Assignment |
Within the material below, find each line bearing the word "match" and present it.

Data to use |
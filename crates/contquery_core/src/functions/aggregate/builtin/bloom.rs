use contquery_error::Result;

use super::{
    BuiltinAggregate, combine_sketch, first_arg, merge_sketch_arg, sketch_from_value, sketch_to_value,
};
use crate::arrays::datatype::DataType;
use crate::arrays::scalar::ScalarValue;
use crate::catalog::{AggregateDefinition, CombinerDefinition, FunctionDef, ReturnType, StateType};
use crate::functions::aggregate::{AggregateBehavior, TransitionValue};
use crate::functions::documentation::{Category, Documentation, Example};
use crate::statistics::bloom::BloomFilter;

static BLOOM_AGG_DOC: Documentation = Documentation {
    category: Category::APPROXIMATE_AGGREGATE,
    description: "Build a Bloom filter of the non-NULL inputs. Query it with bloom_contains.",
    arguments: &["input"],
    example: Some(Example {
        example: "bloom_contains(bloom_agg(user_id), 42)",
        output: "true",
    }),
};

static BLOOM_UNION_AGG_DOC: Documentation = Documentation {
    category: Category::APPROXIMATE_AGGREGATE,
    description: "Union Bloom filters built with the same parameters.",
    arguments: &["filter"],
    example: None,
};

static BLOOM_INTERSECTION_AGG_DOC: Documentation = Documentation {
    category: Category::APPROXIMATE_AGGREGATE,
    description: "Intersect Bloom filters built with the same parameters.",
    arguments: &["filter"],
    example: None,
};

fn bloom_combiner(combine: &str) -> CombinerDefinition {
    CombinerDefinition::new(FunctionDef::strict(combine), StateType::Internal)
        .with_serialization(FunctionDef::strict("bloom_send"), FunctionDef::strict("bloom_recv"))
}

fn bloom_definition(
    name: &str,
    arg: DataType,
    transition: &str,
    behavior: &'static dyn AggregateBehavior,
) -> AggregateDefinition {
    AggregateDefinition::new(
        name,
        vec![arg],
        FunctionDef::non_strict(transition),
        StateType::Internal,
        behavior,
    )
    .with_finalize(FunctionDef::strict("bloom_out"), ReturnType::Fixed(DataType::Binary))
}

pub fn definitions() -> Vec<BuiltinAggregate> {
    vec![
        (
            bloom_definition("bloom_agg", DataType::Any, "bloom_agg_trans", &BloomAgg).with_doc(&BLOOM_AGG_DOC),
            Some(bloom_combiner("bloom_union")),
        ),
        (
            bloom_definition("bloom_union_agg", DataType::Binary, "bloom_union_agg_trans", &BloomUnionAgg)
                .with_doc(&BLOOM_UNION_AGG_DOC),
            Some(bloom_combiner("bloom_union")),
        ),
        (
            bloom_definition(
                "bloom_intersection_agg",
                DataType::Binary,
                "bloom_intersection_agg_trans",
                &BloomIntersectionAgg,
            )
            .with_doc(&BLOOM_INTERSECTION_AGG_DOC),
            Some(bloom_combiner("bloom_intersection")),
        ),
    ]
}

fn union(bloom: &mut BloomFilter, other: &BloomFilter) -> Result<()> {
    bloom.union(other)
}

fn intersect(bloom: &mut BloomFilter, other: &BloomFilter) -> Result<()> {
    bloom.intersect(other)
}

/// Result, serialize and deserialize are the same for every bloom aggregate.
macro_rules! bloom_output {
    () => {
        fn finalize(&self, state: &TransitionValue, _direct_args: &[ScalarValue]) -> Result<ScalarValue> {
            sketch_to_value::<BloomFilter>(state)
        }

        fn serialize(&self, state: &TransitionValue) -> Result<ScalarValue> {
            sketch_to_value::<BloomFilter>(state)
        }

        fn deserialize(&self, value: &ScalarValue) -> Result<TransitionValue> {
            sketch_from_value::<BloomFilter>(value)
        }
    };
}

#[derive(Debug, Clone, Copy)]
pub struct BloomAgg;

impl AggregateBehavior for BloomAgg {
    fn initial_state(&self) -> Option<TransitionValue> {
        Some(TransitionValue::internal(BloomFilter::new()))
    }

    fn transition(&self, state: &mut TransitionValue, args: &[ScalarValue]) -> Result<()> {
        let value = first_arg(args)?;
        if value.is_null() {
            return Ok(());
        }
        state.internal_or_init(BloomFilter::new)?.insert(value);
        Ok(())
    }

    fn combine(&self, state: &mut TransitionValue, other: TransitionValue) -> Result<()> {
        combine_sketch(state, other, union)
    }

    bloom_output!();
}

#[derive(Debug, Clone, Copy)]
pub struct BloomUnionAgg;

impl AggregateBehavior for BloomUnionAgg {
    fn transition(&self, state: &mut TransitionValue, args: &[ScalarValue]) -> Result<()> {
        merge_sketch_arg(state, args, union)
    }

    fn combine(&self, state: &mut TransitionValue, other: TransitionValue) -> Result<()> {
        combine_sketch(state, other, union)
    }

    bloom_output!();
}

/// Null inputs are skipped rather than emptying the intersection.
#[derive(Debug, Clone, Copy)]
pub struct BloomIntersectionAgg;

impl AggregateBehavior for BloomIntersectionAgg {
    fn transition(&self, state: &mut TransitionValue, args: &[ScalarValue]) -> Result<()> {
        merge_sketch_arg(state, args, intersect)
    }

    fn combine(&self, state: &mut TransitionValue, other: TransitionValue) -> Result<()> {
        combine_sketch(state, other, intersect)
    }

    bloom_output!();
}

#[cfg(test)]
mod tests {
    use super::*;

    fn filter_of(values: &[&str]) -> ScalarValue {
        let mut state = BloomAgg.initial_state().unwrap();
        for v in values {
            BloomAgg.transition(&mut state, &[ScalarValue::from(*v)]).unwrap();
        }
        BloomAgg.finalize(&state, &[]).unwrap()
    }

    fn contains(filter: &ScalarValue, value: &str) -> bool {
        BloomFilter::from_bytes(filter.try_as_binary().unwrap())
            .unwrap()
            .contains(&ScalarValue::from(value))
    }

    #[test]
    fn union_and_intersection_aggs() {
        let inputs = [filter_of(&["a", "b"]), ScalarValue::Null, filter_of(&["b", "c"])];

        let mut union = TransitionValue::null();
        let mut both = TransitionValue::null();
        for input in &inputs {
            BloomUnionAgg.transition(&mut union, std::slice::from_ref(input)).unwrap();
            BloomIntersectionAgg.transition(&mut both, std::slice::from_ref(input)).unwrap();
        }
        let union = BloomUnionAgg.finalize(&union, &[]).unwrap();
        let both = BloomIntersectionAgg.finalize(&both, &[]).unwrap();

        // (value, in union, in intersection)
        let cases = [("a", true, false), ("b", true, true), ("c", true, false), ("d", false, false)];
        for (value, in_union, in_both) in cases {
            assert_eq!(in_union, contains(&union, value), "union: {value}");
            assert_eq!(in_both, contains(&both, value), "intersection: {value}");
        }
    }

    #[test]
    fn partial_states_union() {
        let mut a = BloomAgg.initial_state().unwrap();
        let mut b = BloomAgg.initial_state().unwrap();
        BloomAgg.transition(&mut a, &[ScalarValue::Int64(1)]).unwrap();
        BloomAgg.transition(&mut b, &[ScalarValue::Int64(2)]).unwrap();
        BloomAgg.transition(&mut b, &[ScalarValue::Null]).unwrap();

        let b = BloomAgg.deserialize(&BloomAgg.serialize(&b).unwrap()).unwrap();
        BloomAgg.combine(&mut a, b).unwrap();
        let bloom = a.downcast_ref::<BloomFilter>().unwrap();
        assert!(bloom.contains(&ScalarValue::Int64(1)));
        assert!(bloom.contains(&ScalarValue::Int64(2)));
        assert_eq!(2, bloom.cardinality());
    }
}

* * *

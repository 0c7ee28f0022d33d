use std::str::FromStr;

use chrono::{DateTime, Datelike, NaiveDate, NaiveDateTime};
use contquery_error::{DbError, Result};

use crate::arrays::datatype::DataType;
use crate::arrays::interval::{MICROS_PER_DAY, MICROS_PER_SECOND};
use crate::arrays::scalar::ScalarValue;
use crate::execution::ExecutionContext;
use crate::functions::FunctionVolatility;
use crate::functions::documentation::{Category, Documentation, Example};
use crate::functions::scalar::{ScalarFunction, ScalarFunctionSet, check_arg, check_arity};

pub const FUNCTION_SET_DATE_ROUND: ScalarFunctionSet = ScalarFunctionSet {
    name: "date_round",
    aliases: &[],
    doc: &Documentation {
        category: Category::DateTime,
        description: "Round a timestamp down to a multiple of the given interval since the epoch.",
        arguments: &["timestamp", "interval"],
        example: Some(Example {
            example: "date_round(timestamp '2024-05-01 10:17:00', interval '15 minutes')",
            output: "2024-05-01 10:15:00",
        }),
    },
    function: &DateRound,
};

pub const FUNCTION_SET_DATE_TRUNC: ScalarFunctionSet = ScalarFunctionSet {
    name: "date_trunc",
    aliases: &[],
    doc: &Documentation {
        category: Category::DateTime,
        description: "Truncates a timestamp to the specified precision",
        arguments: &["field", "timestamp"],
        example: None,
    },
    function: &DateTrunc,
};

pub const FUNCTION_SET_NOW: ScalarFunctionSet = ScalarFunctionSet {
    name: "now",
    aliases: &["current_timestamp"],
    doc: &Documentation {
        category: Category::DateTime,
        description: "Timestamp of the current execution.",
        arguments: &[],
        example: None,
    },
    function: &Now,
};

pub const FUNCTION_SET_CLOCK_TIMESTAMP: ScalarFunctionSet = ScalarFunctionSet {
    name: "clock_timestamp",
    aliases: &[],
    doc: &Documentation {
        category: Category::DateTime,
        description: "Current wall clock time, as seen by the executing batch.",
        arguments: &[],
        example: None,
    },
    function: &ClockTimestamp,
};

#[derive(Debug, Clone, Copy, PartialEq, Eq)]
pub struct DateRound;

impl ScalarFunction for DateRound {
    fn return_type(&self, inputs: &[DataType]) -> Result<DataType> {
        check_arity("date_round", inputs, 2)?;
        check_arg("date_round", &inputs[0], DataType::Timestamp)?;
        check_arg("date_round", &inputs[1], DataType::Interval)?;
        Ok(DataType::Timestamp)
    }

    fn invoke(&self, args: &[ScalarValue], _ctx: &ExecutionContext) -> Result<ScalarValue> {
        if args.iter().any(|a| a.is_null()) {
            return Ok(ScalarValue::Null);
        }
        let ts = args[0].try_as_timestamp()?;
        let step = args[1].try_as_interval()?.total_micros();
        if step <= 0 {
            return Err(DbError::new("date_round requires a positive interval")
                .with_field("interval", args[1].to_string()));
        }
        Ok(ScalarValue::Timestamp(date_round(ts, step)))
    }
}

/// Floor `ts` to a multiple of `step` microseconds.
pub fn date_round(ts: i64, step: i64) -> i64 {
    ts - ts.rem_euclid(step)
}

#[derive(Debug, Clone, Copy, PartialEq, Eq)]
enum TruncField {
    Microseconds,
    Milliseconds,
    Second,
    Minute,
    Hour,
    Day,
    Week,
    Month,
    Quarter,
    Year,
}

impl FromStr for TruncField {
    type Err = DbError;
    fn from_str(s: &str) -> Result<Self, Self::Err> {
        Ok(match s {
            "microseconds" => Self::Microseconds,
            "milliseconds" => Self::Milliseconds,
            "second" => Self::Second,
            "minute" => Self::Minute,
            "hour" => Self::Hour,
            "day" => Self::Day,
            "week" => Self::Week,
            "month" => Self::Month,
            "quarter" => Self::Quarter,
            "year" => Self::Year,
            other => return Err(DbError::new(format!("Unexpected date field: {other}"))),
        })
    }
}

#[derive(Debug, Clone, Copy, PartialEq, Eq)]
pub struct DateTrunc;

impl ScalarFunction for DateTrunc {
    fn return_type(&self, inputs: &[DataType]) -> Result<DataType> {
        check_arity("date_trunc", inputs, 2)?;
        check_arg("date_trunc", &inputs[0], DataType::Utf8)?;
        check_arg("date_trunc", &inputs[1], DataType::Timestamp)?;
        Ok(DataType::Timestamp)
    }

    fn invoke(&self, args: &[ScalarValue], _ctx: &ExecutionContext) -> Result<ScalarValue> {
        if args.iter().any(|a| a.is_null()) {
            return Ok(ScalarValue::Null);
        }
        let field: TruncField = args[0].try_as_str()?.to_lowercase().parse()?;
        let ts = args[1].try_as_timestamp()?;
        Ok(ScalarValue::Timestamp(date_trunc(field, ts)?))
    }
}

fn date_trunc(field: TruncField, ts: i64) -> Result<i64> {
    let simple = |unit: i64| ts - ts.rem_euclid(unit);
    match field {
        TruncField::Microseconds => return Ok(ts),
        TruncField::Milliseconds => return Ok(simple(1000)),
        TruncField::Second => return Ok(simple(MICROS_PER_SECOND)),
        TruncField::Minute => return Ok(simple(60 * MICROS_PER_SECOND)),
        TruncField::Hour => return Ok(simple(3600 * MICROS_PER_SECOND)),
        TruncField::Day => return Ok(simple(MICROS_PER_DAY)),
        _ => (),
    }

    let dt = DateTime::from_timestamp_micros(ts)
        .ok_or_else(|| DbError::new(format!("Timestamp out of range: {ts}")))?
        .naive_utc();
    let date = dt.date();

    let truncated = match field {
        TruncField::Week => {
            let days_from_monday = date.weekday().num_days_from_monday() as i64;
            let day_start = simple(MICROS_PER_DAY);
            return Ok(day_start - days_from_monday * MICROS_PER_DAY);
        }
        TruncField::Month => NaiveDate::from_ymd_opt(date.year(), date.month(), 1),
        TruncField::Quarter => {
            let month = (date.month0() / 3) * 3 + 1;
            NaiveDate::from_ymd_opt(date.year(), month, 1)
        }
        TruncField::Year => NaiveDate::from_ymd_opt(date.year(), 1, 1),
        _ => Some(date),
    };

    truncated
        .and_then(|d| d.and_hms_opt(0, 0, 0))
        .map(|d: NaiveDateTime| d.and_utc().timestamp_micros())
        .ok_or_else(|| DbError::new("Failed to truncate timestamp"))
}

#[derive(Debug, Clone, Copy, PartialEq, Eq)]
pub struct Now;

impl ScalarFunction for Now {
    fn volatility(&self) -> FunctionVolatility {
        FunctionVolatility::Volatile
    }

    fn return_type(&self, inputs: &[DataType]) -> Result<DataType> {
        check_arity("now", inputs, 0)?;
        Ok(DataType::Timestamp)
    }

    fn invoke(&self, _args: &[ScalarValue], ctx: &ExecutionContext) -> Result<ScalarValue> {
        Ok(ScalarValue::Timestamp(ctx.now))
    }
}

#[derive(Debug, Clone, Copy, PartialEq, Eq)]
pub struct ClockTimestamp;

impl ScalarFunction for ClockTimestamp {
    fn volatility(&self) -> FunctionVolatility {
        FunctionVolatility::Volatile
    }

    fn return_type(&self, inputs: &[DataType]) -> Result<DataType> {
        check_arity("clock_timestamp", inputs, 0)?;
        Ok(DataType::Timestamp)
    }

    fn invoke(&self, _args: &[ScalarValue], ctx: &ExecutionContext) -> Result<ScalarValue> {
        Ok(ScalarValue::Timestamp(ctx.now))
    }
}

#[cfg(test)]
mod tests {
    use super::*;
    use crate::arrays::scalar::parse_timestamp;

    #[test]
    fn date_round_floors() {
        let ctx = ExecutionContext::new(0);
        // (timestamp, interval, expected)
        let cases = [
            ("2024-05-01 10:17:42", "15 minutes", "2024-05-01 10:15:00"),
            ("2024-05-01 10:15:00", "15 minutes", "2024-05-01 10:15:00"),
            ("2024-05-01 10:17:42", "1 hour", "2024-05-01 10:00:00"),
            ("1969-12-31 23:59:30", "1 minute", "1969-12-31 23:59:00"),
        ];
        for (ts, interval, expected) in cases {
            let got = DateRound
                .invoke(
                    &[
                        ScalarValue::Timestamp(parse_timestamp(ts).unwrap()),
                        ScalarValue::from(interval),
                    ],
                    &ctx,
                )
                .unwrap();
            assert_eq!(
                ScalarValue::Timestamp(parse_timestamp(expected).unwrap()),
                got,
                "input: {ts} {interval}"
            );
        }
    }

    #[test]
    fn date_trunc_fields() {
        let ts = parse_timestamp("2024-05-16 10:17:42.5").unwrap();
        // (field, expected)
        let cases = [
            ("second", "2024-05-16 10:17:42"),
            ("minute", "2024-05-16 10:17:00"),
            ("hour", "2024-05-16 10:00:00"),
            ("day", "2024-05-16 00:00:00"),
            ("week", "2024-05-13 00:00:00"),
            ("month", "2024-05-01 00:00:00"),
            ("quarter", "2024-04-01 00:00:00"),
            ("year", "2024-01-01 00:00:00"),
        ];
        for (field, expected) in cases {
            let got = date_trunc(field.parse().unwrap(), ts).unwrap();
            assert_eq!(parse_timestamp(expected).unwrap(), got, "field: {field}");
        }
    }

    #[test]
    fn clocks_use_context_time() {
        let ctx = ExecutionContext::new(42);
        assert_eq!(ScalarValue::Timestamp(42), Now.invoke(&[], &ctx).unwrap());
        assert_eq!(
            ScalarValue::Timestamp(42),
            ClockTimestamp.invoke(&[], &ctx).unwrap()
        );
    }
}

Written response |
        Ok(match s {
    match field {
    let truncated = match field {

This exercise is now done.